→ **Assignment**: Your task is to copy every line of the records below that contains "after".

━━━ Data

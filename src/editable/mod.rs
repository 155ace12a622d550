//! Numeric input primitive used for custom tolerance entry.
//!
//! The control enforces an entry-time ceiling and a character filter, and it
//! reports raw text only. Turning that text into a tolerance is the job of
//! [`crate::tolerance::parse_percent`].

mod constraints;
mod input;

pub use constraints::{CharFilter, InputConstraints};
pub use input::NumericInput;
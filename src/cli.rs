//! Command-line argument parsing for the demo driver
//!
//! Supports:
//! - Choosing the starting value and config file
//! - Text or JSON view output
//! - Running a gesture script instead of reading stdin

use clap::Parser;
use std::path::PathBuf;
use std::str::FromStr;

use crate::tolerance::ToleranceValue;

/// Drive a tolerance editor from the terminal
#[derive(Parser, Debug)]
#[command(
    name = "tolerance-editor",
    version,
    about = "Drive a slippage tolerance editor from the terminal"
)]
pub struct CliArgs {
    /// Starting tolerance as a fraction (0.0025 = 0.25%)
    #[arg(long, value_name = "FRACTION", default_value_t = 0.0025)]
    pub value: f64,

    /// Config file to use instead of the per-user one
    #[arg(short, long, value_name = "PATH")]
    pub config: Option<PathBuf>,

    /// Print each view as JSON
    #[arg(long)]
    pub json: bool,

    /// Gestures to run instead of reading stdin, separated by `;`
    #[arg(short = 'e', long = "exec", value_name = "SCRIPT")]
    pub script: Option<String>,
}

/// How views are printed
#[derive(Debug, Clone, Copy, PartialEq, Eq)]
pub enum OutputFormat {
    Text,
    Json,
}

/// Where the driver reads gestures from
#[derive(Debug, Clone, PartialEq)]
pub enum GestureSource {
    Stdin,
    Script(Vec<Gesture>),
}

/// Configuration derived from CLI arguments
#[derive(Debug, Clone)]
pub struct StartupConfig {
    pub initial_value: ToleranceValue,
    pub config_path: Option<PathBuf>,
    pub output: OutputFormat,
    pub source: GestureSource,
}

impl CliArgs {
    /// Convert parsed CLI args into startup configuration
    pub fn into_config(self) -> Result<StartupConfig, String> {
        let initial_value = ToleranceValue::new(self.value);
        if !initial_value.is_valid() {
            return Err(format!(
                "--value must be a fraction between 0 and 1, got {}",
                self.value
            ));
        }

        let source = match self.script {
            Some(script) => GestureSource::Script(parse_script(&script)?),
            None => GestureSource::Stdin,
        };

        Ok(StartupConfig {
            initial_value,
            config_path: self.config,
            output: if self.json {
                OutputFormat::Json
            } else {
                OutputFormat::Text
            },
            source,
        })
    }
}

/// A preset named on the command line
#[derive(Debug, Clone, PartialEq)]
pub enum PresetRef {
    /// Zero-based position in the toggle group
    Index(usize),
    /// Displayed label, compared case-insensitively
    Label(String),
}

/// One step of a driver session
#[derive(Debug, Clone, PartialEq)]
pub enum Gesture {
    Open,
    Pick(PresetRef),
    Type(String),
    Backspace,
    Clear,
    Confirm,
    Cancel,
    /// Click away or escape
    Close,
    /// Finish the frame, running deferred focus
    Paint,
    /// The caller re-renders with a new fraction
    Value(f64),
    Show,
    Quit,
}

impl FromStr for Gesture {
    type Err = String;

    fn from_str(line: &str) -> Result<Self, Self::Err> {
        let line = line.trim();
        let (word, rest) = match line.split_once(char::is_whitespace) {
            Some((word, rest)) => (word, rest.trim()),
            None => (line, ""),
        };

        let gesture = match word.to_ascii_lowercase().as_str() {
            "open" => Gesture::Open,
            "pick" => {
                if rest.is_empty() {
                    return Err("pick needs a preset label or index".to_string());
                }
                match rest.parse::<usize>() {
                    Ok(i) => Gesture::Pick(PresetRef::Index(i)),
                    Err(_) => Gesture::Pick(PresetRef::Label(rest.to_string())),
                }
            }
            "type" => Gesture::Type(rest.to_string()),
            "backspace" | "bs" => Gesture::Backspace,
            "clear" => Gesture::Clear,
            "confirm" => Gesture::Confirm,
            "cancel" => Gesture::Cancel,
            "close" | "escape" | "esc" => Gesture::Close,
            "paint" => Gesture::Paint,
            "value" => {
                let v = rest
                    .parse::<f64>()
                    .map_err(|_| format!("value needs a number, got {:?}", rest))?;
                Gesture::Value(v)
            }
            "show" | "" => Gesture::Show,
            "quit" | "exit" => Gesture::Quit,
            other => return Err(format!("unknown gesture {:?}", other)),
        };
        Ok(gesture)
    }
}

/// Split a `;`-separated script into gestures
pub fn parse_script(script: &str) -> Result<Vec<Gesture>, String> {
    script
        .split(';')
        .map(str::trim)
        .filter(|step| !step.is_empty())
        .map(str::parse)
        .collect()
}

━━━━━━
━━━ Data

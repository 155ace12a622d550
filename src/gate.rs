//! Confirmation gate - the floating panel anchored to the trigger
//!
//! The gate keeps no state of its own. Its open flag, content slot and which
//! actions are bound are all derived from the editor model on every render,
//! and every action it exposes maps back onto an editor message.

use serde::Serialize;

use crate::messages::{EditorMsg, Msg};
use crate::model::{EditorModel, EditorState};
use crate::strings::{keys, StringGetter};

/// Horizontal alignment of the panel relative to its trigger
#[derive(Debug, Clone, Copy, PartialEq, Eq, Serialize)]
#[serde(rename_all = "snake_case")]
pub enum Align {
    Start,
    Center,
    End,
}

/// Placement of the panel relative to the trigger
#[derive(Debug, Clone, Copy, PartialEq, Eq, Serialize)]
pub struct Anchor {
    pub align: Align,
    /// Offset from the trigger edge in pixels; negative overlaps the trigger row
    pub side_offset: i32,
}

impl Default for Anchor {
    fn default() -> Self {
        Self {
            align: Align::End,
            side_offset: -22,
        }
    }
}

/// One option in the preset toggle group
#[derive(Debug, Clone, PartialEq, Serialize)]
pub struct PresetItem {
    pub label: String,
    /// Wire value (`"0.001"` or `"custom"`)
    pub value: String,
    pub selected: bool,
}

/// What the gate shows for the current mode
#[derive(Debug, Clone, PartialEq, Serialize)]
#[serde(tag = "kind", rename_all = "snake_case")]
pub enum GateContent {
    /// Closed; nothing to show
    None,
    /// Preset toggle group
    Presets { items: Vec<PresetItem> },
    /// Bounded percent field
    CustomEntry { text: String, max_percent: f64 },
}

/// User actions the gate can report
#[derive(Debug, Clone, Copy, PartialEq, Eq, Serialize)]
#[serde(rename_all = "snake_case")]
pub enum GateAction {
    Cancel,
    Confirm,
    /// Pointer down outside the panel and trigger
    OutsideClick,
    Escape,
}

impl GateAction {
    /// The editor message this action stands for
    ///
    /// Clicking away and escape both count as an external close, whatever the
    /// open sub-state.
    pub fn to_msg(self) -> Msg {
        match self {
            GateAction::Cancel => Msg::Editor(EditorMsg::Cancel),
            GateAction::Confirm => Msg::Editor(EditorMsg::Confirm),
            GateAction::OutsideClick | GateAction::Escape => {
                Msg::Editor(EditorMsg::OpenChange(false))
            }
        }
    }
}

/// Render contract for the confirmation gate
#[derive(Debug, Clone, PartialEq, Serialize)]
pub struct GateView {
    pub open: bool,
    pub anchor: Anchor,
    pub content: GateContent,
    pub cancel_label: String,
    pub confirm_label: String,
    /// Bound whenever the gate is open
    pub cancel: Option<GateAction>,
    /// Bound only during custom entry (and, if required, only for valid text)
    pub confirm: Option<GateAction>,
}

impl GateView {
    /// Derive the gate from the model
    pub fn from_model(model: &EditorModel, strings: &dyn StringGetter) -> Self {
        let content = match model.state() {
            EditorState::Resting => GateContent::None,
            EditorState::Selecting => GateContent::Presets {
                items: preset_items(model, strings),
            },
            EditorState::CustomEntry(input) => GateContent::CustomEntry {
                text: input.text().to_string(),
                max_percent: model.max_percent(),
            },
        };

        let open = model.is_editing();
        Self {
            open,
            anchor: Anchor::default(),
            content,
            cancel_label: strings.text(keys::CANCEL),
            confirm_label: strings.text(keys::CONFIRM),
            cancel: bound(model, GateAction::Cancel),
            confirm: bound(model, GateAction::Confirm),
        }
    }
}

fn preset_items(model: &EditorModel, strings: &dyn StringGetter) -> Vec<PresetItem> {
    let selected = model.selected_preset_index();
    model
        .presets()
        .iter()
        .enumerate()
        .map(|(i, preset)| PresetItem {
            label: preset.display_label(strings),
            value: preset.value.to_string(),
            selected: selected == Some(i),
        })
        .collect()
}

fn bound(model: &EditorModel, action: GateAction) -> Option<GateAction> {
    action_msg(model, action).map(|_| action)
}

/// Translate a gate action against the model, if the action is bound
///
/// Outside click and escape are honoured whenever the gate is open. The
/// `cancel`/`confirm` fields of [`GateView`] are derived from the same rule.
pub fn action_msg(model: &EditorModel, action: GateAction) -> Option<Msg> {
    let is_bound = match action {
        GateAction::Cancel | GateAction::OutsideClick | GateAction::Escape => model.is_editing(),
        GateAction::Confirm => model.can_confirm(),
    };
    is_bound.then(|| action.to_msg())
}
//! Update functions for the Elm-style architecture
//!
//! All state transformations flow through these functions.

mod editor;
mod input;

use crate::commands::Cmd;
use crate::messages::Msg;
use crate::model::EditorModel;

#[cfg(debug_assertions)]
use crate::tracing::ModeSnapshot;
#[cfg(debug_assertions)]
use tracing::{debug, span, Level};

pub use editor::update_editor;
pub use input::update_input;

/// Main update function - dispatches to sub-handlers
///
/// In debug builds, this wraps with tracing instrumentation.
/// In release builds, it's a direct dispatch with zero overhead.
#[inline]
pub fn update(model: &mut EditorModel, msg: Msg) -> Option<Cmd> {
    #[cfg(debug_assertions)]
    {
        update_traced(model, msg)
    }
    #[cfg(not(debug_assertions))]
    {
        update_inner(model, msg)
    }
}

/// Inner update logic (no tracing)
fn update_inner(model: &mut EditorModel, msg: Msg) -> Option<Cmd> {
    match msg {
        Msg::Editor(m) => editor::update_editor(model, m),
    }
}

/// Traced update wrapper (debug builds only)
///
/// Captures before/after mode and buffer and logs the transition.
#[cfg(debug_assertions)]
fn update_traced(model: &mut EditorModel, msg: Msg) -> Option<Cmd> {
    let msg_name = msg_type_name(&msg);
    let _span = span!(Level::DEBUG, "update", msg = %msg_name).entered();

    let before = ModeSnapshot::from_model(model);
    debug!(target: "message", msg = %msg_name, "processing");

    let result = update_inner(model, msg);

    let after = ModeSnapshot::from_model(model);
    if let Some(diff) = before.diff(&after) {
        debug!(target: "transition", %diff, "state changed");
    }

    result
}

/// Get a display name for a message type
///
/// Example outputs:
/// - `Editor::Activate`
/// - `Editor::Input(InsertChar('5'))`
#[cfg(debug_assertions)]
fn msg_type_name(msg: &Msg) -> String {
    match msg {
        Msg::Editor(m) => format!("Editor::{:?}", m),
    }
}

━━━━━━

→ **The completed task**:
/// Captures before/after mode and buffer and logs the transition.
    let after = ModeSnapshot::from_model(model);
    if let Some(diff) = before.diff(&after) {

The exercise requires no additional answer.